0. segregation is was and will be racist, oppressive, unhuman and just wrong.

1. before thinking about “the” aslyumseekers and how they can integrate to “our” society, maybe we should go the other way around and find other ways to overcome this idea of “a minority needs to integrate into a majority” – because there is also the idea of “inclusion” so that “we both together make something new together”.

2. all human rights to all human-beings: what means we need to stop being hypocrites about the “human-rights” when it comes to asylumseeking human-beings – “asylum/refugee-rights” are not the full human rights, so we and our governements are taking them away from the asylumseeking human-beings but want them to be good citizens, when in reality they can (!) not; only citizens enjoy the full human rights in europe, so we need to stop that before asking others to behave, integrate etc. its our human duty first to solve this situation because we have more rights that they do.

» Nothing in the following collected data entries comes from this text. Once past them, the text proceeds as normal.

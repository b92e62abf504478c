//! Core value types shared by topics, posts and comments.

use crate::error::{BoardError, Result};
use serde::{Deserialize, Serialize};
use std::fmt;
use std::str::FromStr;
use uuid::Uuid;

/// Opaque identifier of a remote record (topic, post or comment).
#[derive(Debug, Clone, Copy, PartialEq, Eq, Hash, PartialOrd, Ord, Serialize, Deserialize)]
#[serde(transparent)]
pub struct RecordId(Uuid);

impl RecordId {
    /// Generates a fresh random identifier.
    pub fn generate() -> Self {
        Self(Uuid::new_v4())
    }

    /// First 8 hex characters, for log lines.
    pub fn short(&self) -> String {
        self.0.simple().to_string()[..8].to_string()
    }
}

impl fmt::Display for RecordId {
    fn fmt(&self, f: &mut fmt::Formatter<'_>) -> fmt::Result {
        write!(f, "{}", self.0)
    }
}

impl FromStr for RecordId {
    type Err = BoardError;

    fn from_str(s: &str) -> Result<Self> {
        Uuid::parse_str(s)
            .map(Self)
            .map_err(|_| BoardError::validation(format!("Invalid record id: {}", s)))
    }
}

/// Who a post or comment is attributed to.
#[derive(Debug, Clone, Copy, PartialEq, Eq, Hash, Serialize, Deserialize)]
pub enum AuthorType {
    #[serde(rename = "human")]
    Human,
    #[serde(rename = "ai-agent")]
    AiAgent,
}

impl AuthorType {
    /// Wire value (`human` / `ai-agent`).
    pub fn as_str(&self) -> &'static str {
        match self {
            AuthorType::Human => "human",
            AuthorType::AiAgent => "ai-agent",
        }
    }

    /// Display label.
    pub fn label(&self) -> &'static str {
        match self {
            AuthorType::Human => "Human",
            AuthorType::AiAgent => "AI Agent",
        }
    }
}

impl fmt::Display for AuthorType {
    fn fmt(&self, f: &mut fmt::Formatter<'_>) -> fmt::Result {
        f.write_str(self.as_str())
    }
}

impl FromStr for AuthorType {
    type Err = BoardError;

    fn from_str(s: &str) -> Result<Self> {
        match s {
            "human" => Ok(AuthorType::Human),
            "ai-agent" => Ok(AuthorType::AiAgent),
            other => Err(BoardError::validation(format!(
                "Unknown author type: {}",
                other
            ))),
        }
    }
}

/// Outcome of the client-side human verification gate.
#[derive(Debug, Clone, Copy, PartialEq, Eq, Hash, Serialize, Deserialize)]
#[serde(rename_all = "snake_case")]
pub enum Verification {
    /// No verification was attempted.
    Unverified,
    /// The CAPTCHA widget produced a non-empty token.
    HumanVerified,
    /// The CAPTCHA widget produced no token at submission time.
    AiFailedHumanTest,
}

impl Verification {
    /// Wire value.
    pub fn as_str(&self) -> &'static str {
        match self {
            Verification::Unverified => "unverified",
            Verification::HumanVerified => "human_verified",
            Verification::AiFailedHumanTest => "ai_failed_human_test",
        }
    }

    /// Badge text shown next to a post.
    pub fn badge(&self) -> &'static str {
        match self {
            Verification::Unverified => "Unverified",
            Verification::HumanVerified => "Verified human",
            Verification::AiFailedHumanTest => "Failed human test",
        }
    }
}

impl fmt::Display for Verification {
    fn fmt(&self, f: &mut fmt::Formatter<'_>) -> fmt::Result {
        f.write_str(self.as_str())
    }
}

/// Returns the current timestamp in milliseconds since the Unix epoch.
pub fn current_timestamp_millis() -> u64 {
    chrono::Utc::now().timestamp_millis().max(0) as u64
}

/// Formats a millisecond timestamp for display (UTC).
pub fn format_timestamp(millis: u64) -> String {
    match chrono::DateTime::from_timestamp_millis(millis as i64) {
        Some(dt) => dt.format("%Y-%m-%d %H:%M:%S UTC").to_string(),
        None => "unknown time".to_string(),
    }
}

3. there is no such thing as “the” asylumseekers/refugees etc. – they are just people but born in a different place; that means there is no such homogenegous group; therefor there we need very defined solutions for different sub-groups and their situation (sex, education, age, family-constelation etc.) to find out how we can operate the best.

 

2) DebatingEurope/question: Peter suggests that housing asylum seekers separately might be a good thing, because it means they can be slowly introduced into society when they are more accustomed to the culture. Do you agree?

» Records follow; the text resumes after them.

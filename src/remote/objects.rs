//! Object storage for uploaded images.

use super::ObjectStore;
use crate::error::{BoardError, Result};
use async_trait::async_trait;
use std::collections::HashMap;
use std::path::{Component, Path, PathBuf};
use std::sync::{Arc, RwLock};
use tracing::{info, instrument};

/// Rejects names that could escape the storage root.
fn checked_object_name(name: &str) -> Result<&str> {
    let path = Path::new(name);
    let safe = !name.is_empty()
        && path
            .components()
            .all(|c| matches!(c, Component::Normal(_)));
    if safe {
        Ok(name)
    } else {
        Err(BoardError::validation(format!(
            "Invalid object name: {}",
            name
        )))
    }
}

fn object_url(base_url: &str, name: &str) -> String {
    format!("{}/objects/{}", base_url.trim_end_matches('/'), name)
}

/// Stores objects as files under a root directory.
///
/// URLs are `<public base>/objects/<name>`; the owning server is expected to
/// serve the root directory under `/objects`.
#[derive(Debug, Clone)]
pub struct FileObjectStore {
    root: PathBuf,
    public_base_url: String,
}

impl FileObjectStore {
    /// Creates the store, creating `root` if it does not exist.
    pub fn new(root: impl Into<PathBuf>, public_base_url: impl Into<String>) -> Result<Self> {
        let root = root.into();
        if !root.exists() {
            std::fs::create_dir_all(&root).map_err(|e| {
                BoardError::storage(format!("Failed to create object directory: {}", e))
            })?;
            info!("Created object directory: {:?}", root);
        }
        Ok(Self {
            root,
            public_base_url: public_base_url.into(),
        })
    }

    /// Directory objects are written to.
    pub fn root(&self) -> &Path {
        &self.root
    }
}

#[async_trait]
impl ObjectStore for FileObjectStore {
    #[instrument(skip(self, bytes), fields(size = bytes.len()))]
    async fn store(&self, bytes: Vec<u8>, suggested_name: &str) -> Result<String> {
        let name = checked_object_name(suggested_name)?;
        let path = self.root.join(name);
        if let Some(parent) = path.parent() {
            tokio::fs::create_dir_all(parent).await?;
        }
        tokio::fs::write(&path, &bytes)
            .await
            .map_err(|e| BoardError::storage(format!("Failed to write object: {}", e)))?;
        info!("Stored object {} ({} bytes)", name, bytes.len());
        Ok(object_url(&self.public_base_url, name))
    }
}

/// Keeps objects in memory. Used by tests.
#[derive(Debug, Clone, Default)]
pub struct MemoryObjectStore {
    objects: Arc<RwLock<HashMap<String, Vec<u8>>>>,
    failing: Arc<RwLock<bool>>,
}

impl MemoryObjectStore {
    /// Creates an empty store.
    pub fn new() -> Self {
        Self::default()
    }

    /// Makes uploads fail until switched back.
    pub fn set_failing(&self, failing: bool) {
        *self.failing.write().unwrap_or_else(|p| p.into_inner()) = failing;
    }

    /// Returns a stored object by name.
    pub fn get(&self, name: &str) -> Option<Vec<u8>> {
        self.objects
            .read()
            .unwrap_or_else(|p| p.into_inner())
            .get(name)
            .cloned()
    }

    /// Number of stored objects.
    pub fn len(&self) -> usize {
        self.objects.read().unwrap_or_else(|p| p.into_inner()).len()
    }

    /// Returns true if nothing has been stored.
    pub fn is_empty(&self) -> bool {
        self.len() == 0
    }
}

#[async_trait]
impl ObjectStore for MemoryObjectStore {
    async fn store(&self, bytes: Vec<u8>, suggested_name: &str) -> Result<String> {
        if *self.failing.read().unwrap_or_else(|p| p.into_inner()) {
            return Err(BoardError::remote("object storage unavailable"));
        }
        let name = checked_object_name(suggested_name)?;
        self.objects
            .write()
            .unwrap_or_else(|p| p.into_inner())
            .insert(name.to_string(), bytes);
        Ok(format!("memory://objects/{}", name))
    }
}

the asylumseeking people are threated exactly the way peter suggests at least in berlin-germany the last 1,5 years, mostly in emergency-shelters directly inside the city-area; but the problem was and still is the mass-storaging of people remains industrial, dehumanizing, stigmatizing and if there is no such thing as a decent normal/general daily routine in life, people wont find no way to come in touch with the citizens. in berlin are most of those people still in camps with no perpective but staying inside the camps, having very low-profiled contacted to outside and wasting their lifetime as being human-worked-on-objects for the companies who run those camps for their own citizen-workers and profit – its actually a contemperary passive slavery they are forced into.

 

3) DebatingEurope/question: Darius argues that segregation is caused ultimately by language barriers. So, is teaching asylum seekers to speak German more important than where they are housed?

yes and no.

yes: because the german adminstration of the asylum-offices are pretty racist (especially in small cities) in their daily work and wont sometime communicate with people even they speak full english, plus the burocratic paperwork is almost never translated so people can find their way through this scaring asylum-system.

no: it still matters where people live -(points in the 2nd question)- because u need some people who u can practice with; if people are are kept outside the city in townships where almost no german language is needed, the motivation to learn it will be destroyed in the long term – and do not forget: segration is not a natural thing: the racist german governement is the force who builds those camps where they are, and its the the same racist governement who forces the people to live there.